ABOUT THIS TASK: Lines with "every" in the records below: say how many there are, and add nothing.

Records from a data source:
++++++
use std::path::{Path, PathBuf};

use regex::Regex;
use walkdir::WalkDir;

use crate::config::Config;
use crate::error::Error;
use crate::types::DocumentScan;

/// Scan all markdown documents under `root` and extract anchors and
/// reference targets. Applies the config's include/exclude filters.
/// Results are sorted by path so downstream output is byte-stable.
///
/// An unreadable document still yields a scan with zero lines and no
/// extractions — partial corpora must not abort the whole run. The skip
/// is reported on stderr.
///
/// # Errors
///
/// Returns `Error::CorpusNotFound` if `root` is not a directory.
///
/// # Panics
///
/// Panics if the hardcoded extraction regexes are invalid (compile-time invariant).
pub fn scan(root: &Path, config: &Config) -> Result<Vec<DocumentScan>, Error> {
    if !root.is_dir() {
        return Err(Error::CorpusNotFound { path: root.to_path_buf() });
    }

    let anchor_pattern = Regex::new(r"\{#([A-Za-z][A-Za-z0-9_.:-]*)\}").expect("valid regex");
    let target_pattern = Regex::new(r"\]\(#([A-Za-z][A-Za-z0-9_.:-]*)\)").expect("valid regex");
    let mut scans: Vec<DocumentScan> = Vec::new();

    for entry in WalkDir::new(root)
        .into_iter()
        .filter_map(Result::ok)
        .filter(|e| e.path().extension().is_some_and(|ext| ext == "md"))
    {
        let doc_path = entry.path();
        let relative = doc_path.strip_prefix(root).unwrap_or(doc_path).to_path_buf();

        let relative_str = relative.to_string_lossy();
        if !config.should_scan(&relative_str) {
            continue;
        }

        match std::fs::read_to_string(doc_path) {
            Ok(content) => {
                scans.push(extract_document_scan(&content, relative, &anchor_pattern, &target_pattern));
            },
            Err(e) => {
                eprintln!("warning: skipping unreadable document {relative_str}: {e}");
                scans.push(DocumentScan {
                    anchors: Vec::new(),
                    line_count: 0,
                    path: relative,
                    targets: Vec::new(),
                });
            },
        }
    }

    scans.sort_by(|a, b| a.path.cmp(&b.path));
    Ok(scans)
}

/// Extract all `{#id}` anchor declarations and `[text](#id)` reference
/// targets from one document's content, in document order.
/// Pure function of the content; no resolution, no deduplication —
/// uniqueness enforcement belongs to the cross-reference index.
fn extract_document_scan(
    content: &str,
    path: PathBuf,
    anchor_pattern: &Regex,
    target_pattern: &Regex,
) -> DocumentScan {
    let mut anchors: Vec<String> = Vec::new();
    let mut targets: Vec<String> = Vec::new();

    for line in content.lines() {
        for cap in anchor_pattern.captures_iter(line) {
            if let Some(id) = cap.get(1) {
                anchors.push(id.as_str().to_string());
            }
        }
        for cap in target_pattern.captures_iter(line) {
            if let Some(id) = cap.get(1) {
                targets.push(id.as_str().to_string());
            }
        }
    }

    let line_count: u64 = content.lines().count().try_into().unwrap_or(u64::MAX);

    DocumentScan { anchors, line_count, path, targets }
}
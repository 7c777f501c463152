use crate::error::Error;

const BOLD: &str = "\x1b[1m";
const RESET: &str = "\x1b[0m";

/// Render an error as valid markdown with bold headings and print to stderr.
pub fn print_error(e: &Error) {
    let md = render_error(e);
    for line in md.lines() {
        if line.starts_with('#') {
            eprintln!("{BOLD}{line}{RESET}");
        } else {
            eprintln!("{line}");
        }
    }
}

/// Render an error as a structured markdown diagnostic.
///
/// Each variant produces a block with what happened, why, and how to fix it.
/// Designed to be readable by both humans and LLM agents.
pub fn render_error(e: &Error) -> String {
    match e {
        Error::CorpusNotFound { path } => format!("\
# Error: Corpus Not Found

`{}` is not a directory.

## Fix

Pass the corpus root as the first argument:

    anchorstat analyze docs/
", path.display()),

        Error::DuplicateAnchor { first, id, second } => format!("\
# Error: Duplicate Anchor

The identifier `{id}` is declared in both `{}` and `{}`.

Anchor identifiers must be unique across the whole corpus; the analysis
cannot classify references against an ambiguous anchor map.

## Fix

Rename one of the two `{{#{id}}}` declarations and update its links.
", first.display(), second.display()),

        Error::Io(e) => format!("\
# Error: I/O

{e}
"),

        Error::TomlDe(e) => format!("\
# Error: Invalid TOML

{e}

## Fix

Check `.anchorstat.toml` for syntax errors.
"),
    }
}
// crates/verinet-sim/src/scheduler.rs
//
// Single-threaded discrete-event scheduler.
//
// Tasks are queued with a due time on a simulated clock. `run` pops the
// earliest task, advances the clock to its due time, and hands it to the
// process, which may queue follow-up tasks. Tasks due at the same instant
// run in the order they were scheduled.

use std::cmp::Ordering;
use std::collections::BinaryHeap;

/// Simulated time, in abstract units.
pub type SimTime = u64;

/// A task handed back to the process when it falls due.
#[derive(Debug, Clone, PartialEq, Eq)]
pub struct Wakeup<T> {
    /// Simulated time at which the task resumed.
    pub at: SimTime,
    /// Scheduling sequence number; orders tasks that share a due time.
    pub seq: u64,
    pub task: T,
}

/// Something the scheduler can resume.
///
/// `resume` runs to completion before the next task is popped, so it has
/// exclusive access to whatever state the process owns.
pub trait Process<T> {
    fn resume(&mut self, wakeup: Wakeup<T>, scheduler: &mut Scheduler<T>);
}

#[derive(Debug)]
struct Pending<T> {
    due: SimTime,
    seq: u64,
    task: T,
}

impl<T> PartialEq for Pending<T> {
    fn eq(&self, other: &Self) -> bool {
        self.due == other.due && self.seq == other.seq
    }
}

impl<T> Eq for Pending<T> {}

impl<T> PartialOrd for Pending<T> {
    fn partial_cmp(&self, other: &Self) -> Option<Ordering> {
        Some(self.cmp(other))
    }
}

impl<T> Ord for Pending<T> {
    fn cmp(&self, other: &Self) -> Ordering {
        // BinaryHeap is a max-heap: earliest due time first, then lowest
        // sequence number.
        other
            .due
            .cmp(&self.due)
            .then_with(|| other.seq.cmp(&self.seq))
    }
}

/// Event queue plus simulated clock.
#[derive(Debug)]
pub struct Scheduler<T> {
    now: SimTime,
    queue: BinaryHeap<Pending<T>>,
    next_seq: u64,
    resumed: u64,
}

impl<T> Scheduler<T> {
    /// Create an empty scheduler at time 0.
    pub fn new() -> Self {
        Self {
            now: 0,
            queue: BinaryHeap::new(),
            next_seq: 0,
            resumed: 0,
        }
    }

    /// Current simulated time.
    pub fn now(&self) -> SimTime {
        self.now
    }

    /// Queue `task` to resume at `now + delay`. Returns its sequence number.
    pub fn schedule(&mut self, task: T, delay: SimTime) -> u64 {
        let seq = self.next_seq;
        self.next_seq += 1;
        self.queue.push(Pending {
            due: self.now.saturating_add(delay),
            seq,
            task,
        });
        seq
    }

    /// Number of queued tasks.
    pub fn pending(&self) -> usize {
        self.queue.len()
    }

    /// Due time of the next task, if any.
    pub fn next_due(&self) -> Option<SimTime> {
        self.queue.peek().map(|p| p.due)
    }

    /// Total tasks resumed since creation.
    pub fn resumed(&self) -> u64 {
        self.resumed
    }

    /// Resume the next task regardless of its due time.
    ///
    /// Returns the time it ran at, or `None` if the queue is empty.
    pub fn step<P: Process<T>>(&mut self, process: &mut P) -> Option<SimTime> {
        let Pending { due, seq, task } = self.queue.pop()?;
        self.now = due;
        self.resumed += 1;
        process.resume(Wakeup { at: due, seq, task }, self);
        Some(due)
    }

    /// Resume every task due strictly before `until`, in time order, then
    /// leave the clock at `until`.
    ///
    /// Returns the number of tasks resumed by this call.
    pub fn run<P: Process<T>>(&mut self, until: SimTime, process: &mut P) -> u64 {
        let start = self.resumed;
        tracing::debug!("Scheduler run from t={} until t={}", self.now, until);

        while let Some(due) = self.next_due() {
            if due >= until {
                break;
            }
            self.step(process);
        }

        if until > self.now {
            self.now = until;
        }
        self.resumed - start
    }
}

impl<T> Default for Scheduler<T> {
    fn default() -> Self {
        Self::new()
    }
}
// crates/verinet-sim/src/main.rs
//
// Binary entrypoint for the Verinet simulator.
//
// Parses CLI arguments, loads configuration, initializes tracing, runs one
// simulation and writes the requested reports.

use std::fs;
use std::path::Path;

use clap::Parser;
use verinet_sim::output::{format_json, format_table, kind_summary};
use verinet_sim::{SimConfig, SimulationDriver, SimulationReport};

/// Verinet simulator: voters publish, vote on and query claims.
#[derive(Parser, Debug)]
#[command(name = "verinet-sim", version = "0.1.0", about = "Verinet trust-weighted voting simulator")]
struct Args {
    /// Path to the TOML configuration file.
    #[arg(long, default_value = "verinet.toml")]
    config: String,

    /// Number of voters in the network.
    #[arg(long = "n")]
    voters: Option<usize>,

    /// Percentage of very trustworthy voters.
    #[arg(long = "p")]
    very_trustworthy_pct: Option<u8>,

    /// Percentage of malicious voters.
    #[arg(long = "q")]
    malicious_pct: Option<u8>,

    /// Claims each voter publishes over the run.
    #[arg(long = "a")]
    articles_per_voter: Option<u64>,

    /// Total simulated duration.
    #[arg(long = "t-sim")]
    duration: Option<u64>,

    /// Claims between two samples of the trust report.
    #[arg(long = "interval")]
    report_interval: Option<usize>,

    /// Seed for all random decisions.
    #[arg(long)]
    seed: Option<u64>,

    /// Directory for report files.
    #[arg(long)]
    output_dir: Option<String>,

    /// Write info.txt and stats.json and print the summary table.
    #[arg(long)]
    info: bool,

    /// Print the run outcome as JSON.
    #[arg(long)]
    json: bool,

    /// Record every scheduler resumption and write trace.json.
    #[arg(long)]
    trace: bool,
}

impl Args {
    /// CLI flags override the config file values.
    fn apply(&self, config: &mut SimConfig) {
        if let Some(v) = self.voters {
            config.voters = v;
        }
        if let Some(v) = self.very_trustworthy_pct {
            config.very_trustworthy_pct = v;
        }
        if let Some(v) = self.malicious_pct {
            config.malicious_pct = v;
        }
        if let Some(v) = self.articles_per_voter {
            config.articles_per_voter = v;
        }
        if let Some(v) = self.duration {
            config.duration = v;
        }
        if let Some(v) = self.report_interval {
            config.report_interval = v;
        }
        if let Some(v) = self.seed {
            config.seed = v;
        }
        if let Some(v) = &self.output_dir {
            config.output_dir = v.clone();
        }
        if self.trace {
            config.record_trace = true;
        }
    }
}

fn main() -> Result<(), Box<dyn std::error::Error>> {
    let args = Args::parse();

    // Config is read before the subscriber exists so its log_level can seed
    // the filter; the load result is logged once tracing is up.
    let loaded = SimConfig::load(&args.config);
    let log_level = loaded
        .as_ref()
        .map(|cfg| cfg.log_level.clone())
        .unwrap_or_else(|_| "info".to_string());

    tracing_subscriber::fmt()
        .with_env_filter(
            tracing_subscriber::EnvFilter::try_from_default_env()
                .unwrap_or_else(|_| tracing_subscriber::EnvFilter::new(&log_level)),
        )
        .init();

    let mut config = match loaded {
        Ok(cfg) => {
            tracing::info!("Loaded configuration from {}", args.config);
            cfg
        }
        Err(e) => {
            tracing::warn!(
                "Could not load config from {}: {}. Using defaults.",
                args.config,
                e
            );
            SimConfig::default()
        }
    };
    args.apply(&mut config);
    config.validate()?;

    tracing::info!("Verinet simulator v0.1.0");
    tracing::info!("Voters: {}", config.voters);
    tracing::info!(
        "Kinds: p={}% very trustworthy, {}% trustworthy, q={}% malicious",
        config.very_trustworthy_pct,
        config.trustworthy_pct(),
        config.malicious_pct
    );
    tracing::info!("Duration: {}", config.duration);

    let mut driver = SimulationDriver::new(config)?;
    let outcome = driver.run();

    let output_dir = Path::new(&driver.config().output_dir).to_path_buf();
    fs::create_dir_all(&output_dir)?;

    if args.info {
        let report = SimulationReport::build(&driver, &outcome)?;
        report.write_info(&output_dir)?;
        report.write_json(&output_dir)?;
        println!("{}", format_table(&kind_summary(&report)));
    }

    if let Some(trace) = &outcome.trace {
        let path = output_dir.join("trace.json");
        fs::write(&path, serde_json::to_string_pretty(trace)?)?;
        tracing::info!("Wrote {} trace entries to {}", trace.len(), path.display());
    }

    if args.json {
        println!("{}", format_json(&outcome));
    }

    Ok(())
}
++++++
REPLY: 2